Saved data entries:
*****

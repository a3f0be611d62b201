use ndarray::{Array, Dimension};

/// Conversion to a LAPACK-compatible scalar.
///
/// Filter design is generic over any scalar implementing
/// [`Float`](num_traits::Float) and [`FloatConst`](num_traits::FloatConst),
/// but [`LapackBackend`](crate::LapackBackend) can only hand `f64` and `f32`
/// matrices to LAPACK. This trait converts the companion matrices built for
/// polynomial root finding into one of those types, and the eigenvalues back.
pub trait ToLapack: Sized + 'static {
    /// The LAPACK-supported type to which the scalar is converted.
    type Lapack: ndarray_linalg::Lapack;

    /// Returns the conversion of `self` to a `Self::Lapack` scalar.
    fn to_lapack(&self) -> Self::Lapack;

    /// Returns the conversion of a `Self::Lapack` scalar to a `Self` scalar.
    fn from_lapack(lapack: &Self::Lapack) -> Self;

    /// Converts an [`ndarray`] [`Array`] elementwise with
    /// [`ToLapack::to_lapack`].
    ///
    /// Types that need no conversion override this to return the array
    /// unchanged.
    fn array_to_lapack<D: Dimension>(array: Array<Self, D>) -> Array<Self::Lapack, D> {
        array.map(|s| s.to_lapack())
    }
}

/// Scalars for which [`ToLapack`] is the identity.
///
/// A blanket implementation over [`Lapack`](ndarray_linalg::Lapack) would
/// conflict with the implementation for `BigFloat`.
pub trait IsLapack: ndarray_linalg::Lapack {}
impl IsLapack for f64 {}
impl IsLapack for f32 {}

impl<T: IsLapack> ToLapack for T {
    type Lapack = Self;

    fn to_lapack(&self) -> Self::Lapack {
        *self
    }

    fn from_lapack(lapack: &Self::Lapack) -> Self {
        *lapack
    }

    fn array_to_lapack<D: Dimension>(array: Array<Self, D>) -> Array<Self::Lapack, D> {
        array
    }
}

#[cfg(feature = "num-bigfloat")]
impl ToLapack for num_bigfloat::BigFloat {
    type Lapack = f64;

    fn to_lapack(&self) -> Self::Lapack {
        self.to_f64()
    }

    fn from_lapack(lapack: &Self::Lapack) -> Self {
        Self::from_f64(*lapack)
    }
}

#[cfg(test)]
mod test {
    use super::*;
    use ndarray::array;

    #[test]
    fn identity_conversion() {
        let matrix = array![[1.0f32, 2.0], [3.0, 4.0]];
        assert_eq!(f32::array_to_lapack(matrix.clone()), matrix);
        assert_eq!(2.5f64.to_lapack(), 2.5);
    }

    #[cfg(feature = "num-bigfloat")]
    #[test]
    fn bigfloat_conversion() {
        use num_bigfloat::BigFloat;
        let x = BigFloat::from_f64(0.25);
        assert_eq!(x.to_lapack(), 0.25);
        assert_eq!(BigFloat::from_lapack(&0.25), x);
    }
}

*****

Above are the records; set each one down word for word.

Task answer -
repository a3f0be611d62b201
use ndarray::{Array, Dimension};

/// Conversion to a LAPACK-compatible scalar.
///
/// Filter design is generic over any scalar implementing
/// [`Float`](num_traits::Float) and [`FloatConst`](num_traits::FloatConst),
/// but [`LapackBackend`](crate::LapackBackend) can only hand `f64` and `f32`
/// matrices to LAPACK. This trait converts the companion matrices built for
/// polynomial root finding into one of those types, and the eigenvalues back.
pub trait ToLapack: Sized + 'static {
    /// The LAPACK-supported type to which the scalar is converted.
    type Lapack: ndarray_linalg::Lapack;

    /// Returns the conversion of `self` to a `Self::Lapack` scalar.
    fn to_lapack(&self) -> Self::Lapack;

    /// Returns the conversion of a `Self::Lapack` scalar to a `Self` scalar.
    fn from_lapack(lapack: &Self::Lapack) -> Self;

    /// Converts an [`ndarray`] [`Array`] elementwise with
    /// [`ToLapack::to_lapack`].
    ///
    /// Types that need no conversion override this to return the array
    /// unchanged.
    fn array_to_lapack<D: Dimension>(array: Array<Self, D>) -> Array<Self::Lapack, D> {
        array.map(|s| s.to_lapack())
    }
}

/// Scalars for which [`ToLapack`] is the identity.
///
/// A blanket implementation over [`Lapack`](ndarray_linalg::Lapack) would
/// conflict with the implementation for `BigFloat`.
pub trait IsLapack: ndarray_linalg::Lapack {}
impl IsLapack for f64 {}
impl IsLapack for f32 {}

impl<T: IsLapack> ToLapack for T {
    type Lapack = Self;

    fn to_lapack(&self) -> Self::Lapack {
        *self
    }

    fn from_lapack(lapack: &Self::Lapack) -> Self {
        *lapack
    }

    fn array_to_lapack<D: Dimension>(array: Array<Self, D>) -> Array<Self::Lapack, D> {
        array
    }
}

#[cfg(feature = "num-bigfloat")]
impl ToLapack for num_bigfloat::BigFloat {
    type Lapack = f64;

    fn to_lapack(&self) -> Self::Lapack {
        self.to_f64()
    }

    fn from_lapack(lapack: &Self::Lapack) -> Self {
        Self::from_f64(*lapack)
    }
}

#[cfg(test)]
mod test {
    use super::*;
    use ndarray::array;

    #[test]
    fn identity_conversion() {
        let matrix = array![[1.0f32, 2.0], [3.0, 4.0]];
        assert_eq!(f32::array_to_lapack(matrix.clone()), matrix);
        assert_eq!(2.5f64.to_lapack(), 2.5);
    }

    #[cfg(feature = "num-bigfloat")]
    #[test]
    fn bigfloat_conversion() {
        use num_bigfloat::BigFloat;
        let x = BigFloat::from_f64(0.25);
        assert_eq!(x.to_lapack(), 0.25);
        assert_eq!(BigFloat::from_lapack(&0.25), x);
    }
}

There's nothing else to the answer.